No one can argue against the right to aim for safety of life and liberty. However, the devastation caused by poverty, inequality and corruption is then concentrated on the ones left behind without resources. Remittances to the underprivileged through non-profit agencies are simply not enough. A balance between social care and social conscience is necessary for any social change. Hammering a nail into the wall or sponsoring a family’s groceries is critical, but it does not address why these people are underprivileged in the first place.

It is the responsibility of the privileged to use their voice to stand up to the violence and oppression against the underprivileged whose voices are not powerful enough in their own country, and to speak out against the poverty, inequality, corruption and oppression in their native countries. After all, their privilege provides them protection against the backlash and repercussions that the vocal underprivileged back home would face.

They have a duty to shed light on the impediments in their country of origin because no one else is aware of them. And it is their duty to use their education to create opportunities that the underprivileged can benefit from. It is up to the privileged abroad to use their social currency and, together with social activists and social engineers, reconfigure their communities back home.

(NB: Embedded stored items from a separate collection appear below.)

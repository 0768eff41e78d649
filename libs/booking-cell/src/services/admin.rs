// libs/booking-cell/src/services/admin.rs
use chrono::NaiveDate;
use reqwest::Method;
use serde_json::{json, Value};
use tracing::debug;

use shared_config::AppConfig;
use shared_database::supabase::SupabaseClient;

use crate::models::{Appointment, AppointmentStatus, BookingError};

/// Admin-dashboard operations on the appointments collection. These run
/// with the administrator's token so row-level security applies server
/// side.
pub struct AppointmentAdminService {
    supabase: SupabaseClient,
}

impl AppointmentAdminService {
    pub fn new(config: &AppConfig) -> Self {
        Self {
            supabase: SupabaseClient::new(config),
        }
    }

    pub async fn list(
        &self,
        date: Option<NaiveDate>,
        status: Option<AppointmentStatus>,
        auth_token: &str,
    ) -> Result<Vec<Appointment>, BookingError> {
        let mut filters = Vec::new();
        if let Some(date) = date {
            filters.push(format!("date=eq.{}", date));
        }
        if let Some(status) = status {
            filters.push(format!("status=eq.{}", status));
        }

        let mut path = "/rest/v1/appointments?".to_string();
        if !filters.is_empty() {
            path.push_str(&filters.join("&"));
            path.push('&');
        }
        path.push_str("order=date.asc,time_slot.asc");

        debug!("Listing appointments: {}", path);

        let result: Vec<Value> = self
            .supabase
            .request(Method::GET, &path, Some(auth_token), None)
            .await
            .map_err(|e| BookingError::DatabaseError(e.to_string()))?;

        result
            .into_iter()
            .map(serde_json::from_value)
            .collect::<Result<Vec<Appointment>, _>>()
            .map_err(|e| BookingError::DatabaseError(format!("Failed to parse appointments: {}", e)))
    }

    pub async fn update_status(
        &self,
        appointment_id: &str,
        status: AppointmentStatus,
        auth_token: &str,
    ) -> Result<Appointment, BookingError> {
        let path = format!("/rest/v1/appointments?id=eq.{}", appointment_id);
        let update_data = json!({
            "status": status.to_string(),
        });

        let mut headers = reqwest::header::HeaderMap::new();
        headers.insert(
            "Prefer",
            reqwest::header::HeaderValue::from_static("return=representation"),
        );

        let result: Vec<Value> = self
            .supabase
            .request_with_headers(
                Method::PATCH,
                &path,
                Some(auth_token),
                Some(update_data),
                Some(headers),
            )
            .await
            .map_err(|e| BookingError::DatabaseError(e.to_string()))?;

        let row = result.into_iter().next().ok_or(BookingError::NotFound)?;

        serde_json::from_value(row).map_err(|e| {
            BookingError::DatabaseError(format!("Failed to parse updated appointment: {}", e))
        })
    }

    pub async fn delete(&self, appointment_id: &str, auth_token: &str) -> Result<(), BookingError> {
        let path = format!("/rest/v1/appointments?id=eq.{}", appointment_id);

        // return=representation so the response body stays JSON
        let mut headers = reqwest::header::HeaderMap::new();
        headers.insert(
            "Prefer",
            reqwest::header::HeaderValue::from_static("return=representation"),
        );

        let result: Vec<Value> = self
            .supabase
            .request_with_headers(Method::DELETE, &path, Some(auth_token), None, Some(headers))
            .await
            .map_err(|e| BookingError::DatabaseError(e.to_string()))?;

        if result.is_empty() {
            return Err(BookingError::NotFound);
        }

        debug!("Appointment {} deleted", appointment_id);
        Ok(())
    }
}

Granted that structural issues take a long time to change; nevertheless, immigrants have a moral responsibility to bring into focus societal and structural issues in their country.

Societal changes are not products of individual will, but rather of privileged men and women supporting grass-roots groups striving to bring change. Many oppressed groups in history have been successful, in part, because they have had the support of a few privileged individuals or groups. Refusing to acknowledge one’s responsibilities as privileged immigrants not only makes us guilty of social negligence, it also makes us accomplices to institutional obstacles responsible for poverty, corruption and oppression back home.

The writer is a graduate student at the University of Toronto and working on raising awareness of South Asian cultural issues.